问题陈述很简单:给定任意数量的NumPy一维浮点矢量,如下所示:
v1 = numpy.array([0, 0, 0.5, 0.5, 1, 1, 1, 1, 0, 0])
v2 = numpy.array([4, 4, 4, 5, 5, 0, 0])
v3 = numpy.array([1.1, 1.1, 1.2])
v4 = numpy.array([0, 0, 0, 0, 0, 0, 0, 0, 0, 0, 0, 0, 0, 0, 0, 10])
求和最快的方法是什么?
many_vectors = [v1, v2, v3, v4]
使用直接求和函数将不起作用,因为它们可以具有任意不均匀的长度:
>>> result = sum(many_vectors)
ValueError: operands could not be broadcast together with shapes (10,) (7,)
相反,可以使用pandas
库,该库将提供一个简单的fillna
参数来避免此问题。
>>> pandas.DataFrame(v for v in many_vectors).fillna(0.0).sum().values
array([ 5.1, 5.1, 5.7, 5.5, 6. , 1. , 1. , 1. , 0. , 0. , 0. ,
0. , 0. , 0. , 0. , 10. ])
但这可能不是最优化的处理方式,因为生产用例将拥有大量数据。
In [9]: %timeit pandas.DataFrame(v for v in many_vectors).fillna(0.0).sum().values
1.16 ms ± 97.7 µs per loop (mean ± std. dev. of 7 runs, 1000 loops each)
答案 0 :(得分:2)
方法1
具有如此大的输入数组大小和更多数量的数组,我们需要提高内存效率,因此建议使用一种循环的方法,一次迭代地累加一个数组-
many_vectors = [v1, v2, v3, v4] # list of all vectors
lens = [len(i) for i in many_vectors]
L = max(lens)
out = np.zeros(L)
for l,v in zip(lens,many_vectors):
out[:l] += v
方法2
另一个用masking
进行向量化的向量,从那些不规则形状的向量/数组列表中生成规则的2D
数组,然后沿列求和以得到最终输出-
# Inspired by https://stackoverflow.com/a/38619350/ @Divakar
def stack1Darrs(v):
lens = np.array([len(item) for item in v])
mask = lens[:,None] > np.arange(lens.max())
out_dtype = np.result_type(*[i.dtype for i in v])
out = np.zeros(mask.shape,dtype=out_dtype)
out[mask] = np.concatenate(v)
return out
out = stack1Darrs(many_vectors).sum(0)
答案 1 :(得分:0)
功劳归@Divakar。这个答案只会扩大和完善他的答案。
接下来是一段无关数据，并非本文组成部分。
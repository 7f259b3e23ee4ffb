use num_derive::{FromPrimitive, ToPrimitive};
use std::fmt;
use strum_macros::EnumString;

macro_rules! protocol_version {
  [$([$v: ident, $maj: expr, $min: expr, $id: expr]),*,] => {
    /// A list of all named protocol versions. Resource tables are not limited
    /// to these numbers (any `u32` is a valid protocol), this is only used to
    /// give names to the protocols we know about.
    ///
    /// If any protocol versions collide, there is always a simple rule to follow:
    /// use the highest minor version. This means that things like 1.20.3 and
    /// 1.20.4 are both named `V1_20_4`.
    ///
    /// This will always be non exhaustive, as there will always be new versions
    /// added to the game.
    #[non_exhaustive]
    #[derive(
      Clone, Copy, FromPrimitive, ToPrimitive, Debug, PartialEq, Eq, Hash, PartialOrd, Ord,
      EnumString,
    )]
    pub enum ProtocolVersion {
      Invalid = 0,
      $(
        $v = $id,
      )*
    }

    impl ProtocolVersion {
      /// Every named version, oldest first.
      pub const ALL: &'static [ProtocolVersion] = &[$(Self::$v),*];

      /// Returns the major version, so 20 for 1.20.4. Returns `None` for
      /// [`Invalid`](Self::Invalid).
      pub fn maj(&self) -> Option<u32> {
        match self {
          Self::Invalid => None,
          $(
            Self::$v => Some($maj),
          )*
        }
      }
      /// Returns the minor version, so 4 for 1.20.4, and 0 for 1.17. Returns
      /// `None` for [`Invalid`](Self::Invalid).
      pub fn min(&self) -> Option<u32> {
        match self {
          Self::Invalid => None,
          $(
            Self::$v => Some($min),
          )*
        }
      }
    }
  }
}

protocol_version![
  [V1_17, 17, 0, 755],
  [V1_17_1, 17, 1, 756],
  [V1_18_1, 18, 1, 757],
  [V1_18_2, 18, 2, 758],
  [V1_19, 19, 0, 759],
  [V1_19_2, 19, 2, 760],
  [V1_19_3, 19, 3, 761],
  [V1_19_4, 19, 4, 762],
  [V1_20_1, 20, 1, 763],
  [V1_20_2, 20, 2, 764],
  [V1_20_4, 20, 4, 765],
  [V1_20_6, 20, 6, 766],
  [V1_21_1, 21, 1, 767],
  [V1_21_3, 21, 3, 768],
  [V1_21_4, 21, 4, 769],
  [V1_21_5, 21, 5, 770],
  [V1_21_6, 21, 6, 771],
  [V1_21_8, 21, 8, 772],
  [V1_21_10, 21, 10, 773],
  [V1_21_11, 21, 11, 774],
];

impl ProtocolVersion {
  /// Returns the latest protocol version.
  pub const fn latest() -> Self { Self::V1_21_11 }

  /// Creates a new protocol version from the given id. If the version is
  /// unknown, then this returns [`Self::Invalid`].
  pub fn from(v: u32) -> Self {
    match num::FromPrimitive::from_u32(v) {
      Some(v) => v,
      None => Self::Invalid,
    }
  }
  /// Converts the given string to a protocol version. This string should be in
  /// the same format as the enums. That is, V1_20_4 would get
  /// `ProtocolVersion::V1_20_4`. This will return [`Self::Invalid`]
  /// if the string could not be parsed.
  pub fn parse_str(s: &str) -> Self {
    match s.parse() {
      Ok(v) => v,
      Err(_) => Self::Invalid,
    }
  }
  /// Parses a release name, like `1.20.4` or `1.17`. The enum form accepted by
  /// [`parse_str`](Self::parse_str) is also accepted. Releases that share a
  /// protocol with a later patch (like `1.20.3`) are not named, and will
  /// return [`Self::Invalid`].
  pub fn from_name(s: &str) -> Self {
    let rest = match s.strip_prefix("1.") {
      Some(rest) => rest,
      None => return Self::parse_str(s),
    };
    let mut sections = rest.split('.');
    let maj = match sections.next().map(str::parse::<u32>) {
      Some(Ok(v)) => v,
      _ => return Self::Invalid,
    };
    let min = match sections.next().map(str::parse::<u32>) {
      Some(Ok(v)) => v,
      Some(Err(_)) => return Self::Invalid,
      None => 0,
    };
    if sections.next().is_some() {
      return Self::Invalid;
    }
    Self::ALL
      .iter()
      .copied()
      .find(|v| v.maj() == Some(maj) && v.min() == Some(min))
      .unwrap_or(Self::Invalid)
  }

  /// Returns the protocol id. This is the version that is sent to the server
  /// from the client. If this is 0, then this is an invalid protocol.
  pub fn id(&self) -> u32 { num::ToPrimitive::to_u32(self).unwrap_or(0) }
}

impl fmt::Display for ProtocolVersion {
  fn fmt(&self, f: &mut fmt::Formatter) -> fmt::Result {
    match (self.maj(), self.min()) {
      (Some(maj), Some(0)) => write!(f, "1.{maj}"),
      (Some(maj), Some(min)) => write!(f, "1.{maj}.{min}"),
      _ => write!(f, "Invalid version"),
    }
  }
}

#[cfg(test)]
mod tests {
  use super::*;
  use pretty_assertions::assert_eq;

  #[test]
  fn ids() {
    assert_eq!(ProtocolVersion::from(765), ProtocolVersion::V1_20_4);
    assert_eq!(ProtocolVersion::from(773).id(), 773);
    assert_eq!(ProtocolVersion::from(1), ProtocolVersion::Invalid);
    assert_eq!(ProtocolVersion::Invalid.id(), 0);
    assert_eq!(ProtocolVersion::latest().id(), 774);
  }

  #[test]
  fn names() {
    assert_eq!(ProtocolVersion::from_name("1.17"), ProtocolVersion::V1_17);
    assert_eq!(ProtocolVersion::from_name("1.20.4"), ProtocolVersion::V1_20_4);
    assert_eq!(ProtocolVersion::from_name("V1_21_10"), ProtocolVersion::V1_21_10);
    assert_eq!(ProtocolVersion::from_name("1.20.3"), ProtocolVersion::Invalid);
    assert_eq!(ProtocolVersion::from_name("1.20.4.1"), ProtocolVersion::Invalid);
    assert_eq!(ProtocolVersion::from_name("1.x"), ProtocolVersion::Invalid);
    assert_eq!(ProtocolVersion::parse_str("nope"), ProtocolVersion::Invalid);

    assert_eq!(ProtocolVersion::V1_17.to_string(), "1.17");
    assert_eq!(ProtocolVersion::V1_21_11.to_string(), "1.21.11");
    assert_eq!(ProtocolVersion::Invalid.to_string(), "Invalid version");
  }

  #[test]
  fn ordered() {
    for pair in ProtocolVersion::ALL.windows(2) {
      assert!(pair[0] < pair[1]);
      assert!(pair[0].id() < pair[1].id());
    }
  }
}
特别是,我重写了功能以匹配我们的样式指南并为其计时。
可能有两种方法:
方法1
###############################################################################
def sum_vectors_with_padding_1(vectors):
"""Given an arbitrary amount of NumPy one-dimensional vectors of floats,
do an element-wise sum, padding with 0 any that are shorter than the
longest array (see https://stackoverflow.com/questions/56166217).
"""
import numpy
all_lengths = [len(i) for i in vectors]
max_length = max(all_lengths)
out = numpy.zeros(max_length)
for l,v in zip(all_lengths, vectors): out[:l] += v
return out
方法2
###############################################################################
def sum_vectors_with_padding_2(vectors):
"""Given an arbitrary amount of NumPy one-dimensional vectors of floats,
do an element-wise sum, padding with 0 any that are shorter than the
longest array (see https://stackoverflow.com/questions/56166217).
"""
import numpy
all_lengths = numpy.array([len(item) for item in vectors])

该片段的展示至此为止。